Alpha Institute for Advanced Studies

Agreed that Eq. (1) is based on antisymmetry. This note introduces the minimal prescription (4) – (6) so U symbolizes energy in general. There are new concepts in the note which will be used later in the development of ECE2 theory to give all the results currently attributed to Einsteinian general relativity. The three cases are just examples or limits of the general theory, Eq. (7). It can be seen that eq. (7) is more general than the Newtonian

g = – del phi

so Eq. (7) can describe non Newtonian effects such as light bending, anomalous precession, and the velocity curve of a whirlpool galaxy. Eq. (8) is the condition under which Eq. (7) can be reduced to the format of the Newtonian theory, the equation above. This results in Eq. (11). The Newtonian limit is equivalent to. (12) and (13). The quantum theory is introduced and it leads to the anticommutator equation (27). The familiar Newtonian equation F = mg is developed in to Eq. (34) and the spin connection and tetrad in the Newtonian limit defined by Eqs. (38) and (39). The equations (16) and (17) are derived as you describe and agreed that there should be a factor 2 on the right hand side of Eqs. (14) and (15), To derive Eq. (25) use Eq. (8) and (24). Eq. (25) is an operator equation and takes the format of Eq. (26). In Ryder’s “Quantum Field Theory” the method is sketched of deriving the Pauli exclusion principle from the anticommutator in quantum field theory. The whole of the development of this note can be used for electrodynamics. Agreed about eq. (31). It is more general than an Euler Bernoullli equation and del p occurs in fluid dynamics and aerodynamics. In Eqs. (35) and (36) p is changed into omega using eq. (23), and 2i h bar cancels out either side. This leads to the derivation of the tetrad and spin connection in the Newtonian limit, Eqs. (38) and (39). Agreed about Eq (43). This entire set of equations can also be used in electrodynamics and for the nuclear weak and strong fields. So counter gravitation in this theory is given by:

U omega bold > – c omega sub 0 p bold

This is a very simple condition.

To: EMyrone@aol.com
Sent: 27/06/2015 17:29:31 GMT Daylight Time
Subj: Re: 319(2): New Gravitational Results from ECE2 Theory

I have a lot of questions concerning this note:
The beginning of this note is a bit confusing for me. You consider 3 cases of g, potentials and spin connections:
– ECE2
– ECE2 with antisymmetry conditions
– Newtonian case

It would be easier to understand if you used different symbols for each case, for example U, U_ant, U_Newton etc. You did this partially with the phi potential.

Is the second equality sign in eq. 1 correct?

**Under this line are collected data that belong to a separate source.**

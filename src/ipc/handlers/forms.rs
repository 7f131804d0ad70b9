//! Option lists that back the create/update forms.

use crate::gate::{self, WriteEntity, WritePolicy};
use crate::identity::Identity;
use crate::ipc::error::HandlerErr;
use crate::ipc::helpers::{caller, db, get_required_str, reply};
use crate::ipc::types::{AppState, Request};
use crate::query::filter::Predicate;
use crate::query::{scope, EntityKind};
use rusqlite::{Connection, Row};
use serde_json::{json, Map, Value};

fn form_entity(table: &str) -> Option<WriteEntity> {
    Some(match table {
        "subject" => WriteEntity::Subject,
        "class" => WriteEntity::Class,
        "teacher" => WriteEntity::Teacher,
        "student" => WriteEntity::Student,
        "parent" => WriteEntity::Parent,
        "lesson" => WriteEntity::Lesson,
        "exam" => WriteEntity::Exam,
        "assignment" => WriteEntity::Assignment,
        "result" => WriteEntity::Result,
        "attendance" => WriteEntity::Attendance,
        "event" => WriteEntity::Event,
        "announcement" => WriteEntity::Announcement,
        _ => return None,
    })
}

fn options(
    conn: &Connection,
    sql: &str,
    params: &[&dyn rusqlite::ToSql],
    row: fn(&Row<'_>) -> rusqlite::Result<Value>,
) -> Result<Value, HandlerErr> {
    let mut stmt = conn
        .prepare(sql)
        .map_err(|e| HandlerErr::new("db_query_failed", e.to_string()))?;
    let rows = stmt
        .query_map(params, row)
        .and_then(|it| it.collect::<Result<Vec<_>, _>>())
        .map_err(|e| HandlerErr::new("db_query_failed", e.to_string()))?;
    Ok(Value::Array(rows))
}

fn teachers(conn: &Connection) -> Result<Value, HandlerErr> {
    options(
        conn,
        "SELECT id, name, surname FROM teachers ORDER BY surname, name, id",
        &[],
        |r| {
            Ok(json!({
                "id": r.get::<_, String>(0)?,
                "name": r.get::<_, String>(1)?,
                "surname": r.get::<_, String>(2)?,
            }))
        },
    )
}

fn grades(conn: &Connection) -> Result<Value, HandlerErr> {
    options(conn, "SELECT id, level FROM grades ORDER BY level", &[], |r| {
        Ok(json!({ "id": r.get::<_, i64>(0)?, "level": r.get::<_, i64>(1)? }))
    })
}

fn subjects(conn: &Connection) -> Result<Value, HandlerErr> {
    options(conn, "SELECT id, name FROM subjects ORDER BY name", &[], |r| {
        Ok(json!({ "id": r.get::<_, i64>(0)?, "name": r.get::<_, String>(1)? }))
    })
}

fn classes(conn: &Connection) -> Result<Value, HandlerErr> {
    options(
        conn,
        "SELECT c.id, c.name, c.capacity, c.grade_id,
                (SELECT COUNT(*) FROM students s WHERE s.class_id = c.id)
         FROM classes c ORDER BY c.name",
        &[],
        |r| {
            Ok(json!({
                "id": r.get::<_, i64>(0)?,
                "name": r.get::<_, String>(1)?,
                "capacity": r.get::<_, i64>(2)?,
                "gradeId": r.get::<_, i64>(3)?,
                "enrolled": r.get::<_, i64>(4)?,
            }))
        },
    )
}

/// Students a teacher may record against follow the same rule as `students.list`.
fn students(conn: &Connection, policy: WritePolicy, who: &Identity) -> Result<Value, HandlerErr> {
    let pred = match policy {
        WritePolicy::OwnedLesson => scope::apply(Predicate::new(), EntityKind::Student, who),
        _ => Predicate::new(),
    };
    let (where_sql, binds) = pred.to_sql();
    let params: Vec<&dyn rusqlite::ToSql> = binds.iter().map(|b| b as &dyn rusqlite::ToSql).collect();
    options(
        conn,
        &format!(
            "SELECT s.id, s.name, s.surname FROM students s WHERE {} ORDER BY s.surname, s.name, s.id",
            where_sql
        ),
        &params,
        |r| {
            Ok(json!({
                "id": r.get::<_, String>(0)?,
                "name": r.get::<_, String>(1)?,
                "surname": r.get::<_, String>(2)?,
            }))
        },
    )
}

/// Lessons the caller may attach records to: all for admins, own for teachers.
fn lessons(conn: &Connection, policy: WritePolicy, who: &Identity) -> Result<Value, HandlerErr> {
    let row: fn(&Row<'_>) -> rusqlite::Result<Value> =
        |r| Ok(json!({ "id": r.get::<_, i64>(0)?, "name": r.get::<_, String>(1)? }));
    match policy {
        WritePolicy::OwnedLesson => options(
            conn,
            "SELECT id, name FROM lessons WHERE teacher_id = ? ORDER BY name, id",
            &[&who.user_id],
            row,
        ),
        _ => options(conn, "SELECT id, name FROM lessons ORDER BY name, id", &[], row),
    }
}

fn graded_work(
    conn: &Connection,
    table: &str,
    policy: WritePolicy,
    who: &Identity,
) -> Result<Value, HandlerErr> {
    let row: fn(&Row<'_>) -> rusqlite::Result<Value> =
        |r| Ok(json!({ "id": r.get::<_, i64>(0)?, "title": r.get::<_, String>(1)?, "lessonId": r.get::<_, i64>(2)? }));
    match policy {
        WritePolicy::OwnedLesson => options(
            conn,
            &format!(
                "SELECT x.id, x.title, x.lesson_id FROM {} x
                 JOIN lessons l ON l.id = x.lesson_id
                 WHERE l.teacher_id = ? ORDER BY x.title, x.id",
                table
            ),
            &[&who.user_id],
            row,
        ),
        _ => options(
            conn,
            &format!("SELECT id, title, lesson_id FROM {} ORDER BY title, id", table),
            &[],
            row,
        ),
    }
}

fn handle_related_data(state: &mut AppState, req: &Request) -> Result<Value, HandlerErr> {
    let who = caller(state, req)?;
    let conn = db(state)?;
    let table = get_required_str(req, "table")?;
    let entity = form_entity(table).ok_or_else(|| {
        HandlerErr::new("bad_params", "unknown form table").with_details(json!({ "table": table }))
    })?;
    let policy = gate::policy_for(entity, &who);
    if policy == WritePolicy::Deny {
        return Err(HandlerErr::new("forbidden", format!("no write access to {}", table)));
    }

    let mut out = Map::new();
    match entity {
        WriteEntity::Subject => {
            out.insert("teachers".into(), teachers(conn)?);
        }
        WriteEntity::Class => {
            out.insert("teachers".into(), teachers(conn)?);
            out.insert("grades".into(), grades(conn)?);
        }
        WriteEntity::Teacher => {
            out.insert("subjects".into(), subjects(conn)?);
        }
        WriteEntity::Student => {
            out.insert("classes".into(), classes(conn)?);
            out.insert("grades".into(), grades(conn)?);
        }
        WriteEntity::Parent => {
            out.insert("students".into(), students(conn, policy, &who)?);
        }
        WriteEntity::Lesson => {
            out.insert("teachers".into(), teachers(conn)?);
            out.insert("subjects".into(), subjects(conn)?);
            out.insert("classes".into(), classes(conn)?);
        }
        WriteEntity::Exam | WriteEntity::Assignment => {
            out.insert("lessons".into(), lessons(conn, policy, &who)?);
        }
        WriteEntity::Result => {
            out.insert("students".into(), students(conn, policy, &who)?);
            out.insert("exams".into(), graded_work(conn, "exams", policy, &who)?);
            out.insert("assignments".into(), graded_work(conn, "assignments", policy, &who)?);
        }
        WriteEntity::Attendance => {
            out.insert("students".into(), students(conn, policy, &who)?);
            out.insert("lessons".into(), lessons(conn, policy, &who)?);
        }
        WriteEntity::Event | WriteEntity::Announcement => {
            out.insert("classes".into(), classes(conn)?);
        }
        WriteEntity::Grade => {}
    }
    Ok(Value::Object(out))
}

pub fn try_handle(state: &mut AppState, req: &Request) -> Option<serde_json::Value> {
    match req.method.as_str() {
        "forms.relatedData" => Some(reply(req, handle_related_data(state, req))),
        _ => None,
    }
}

I assume you mean g with antisymm. conditions, then it is. To change p in to omega use eq. (23) and 2i h bar cancels either side. Agreed about Eq. (43).

The approaches (14,15) seem to require an additional factor of 2, a typo.

Where do eqs. 16-17 come from? Obviously you insert (14,15) into (12,13). Then (16,17) hold for the Newtonian limit.

How exactly did you derive eq.(25)?
The connection to quantum physics is interesting.

Eq.(31) reminds to fluid dynamics. Q seems to be interpretable as a velocity potential and has indeed physical dimensions of m/s.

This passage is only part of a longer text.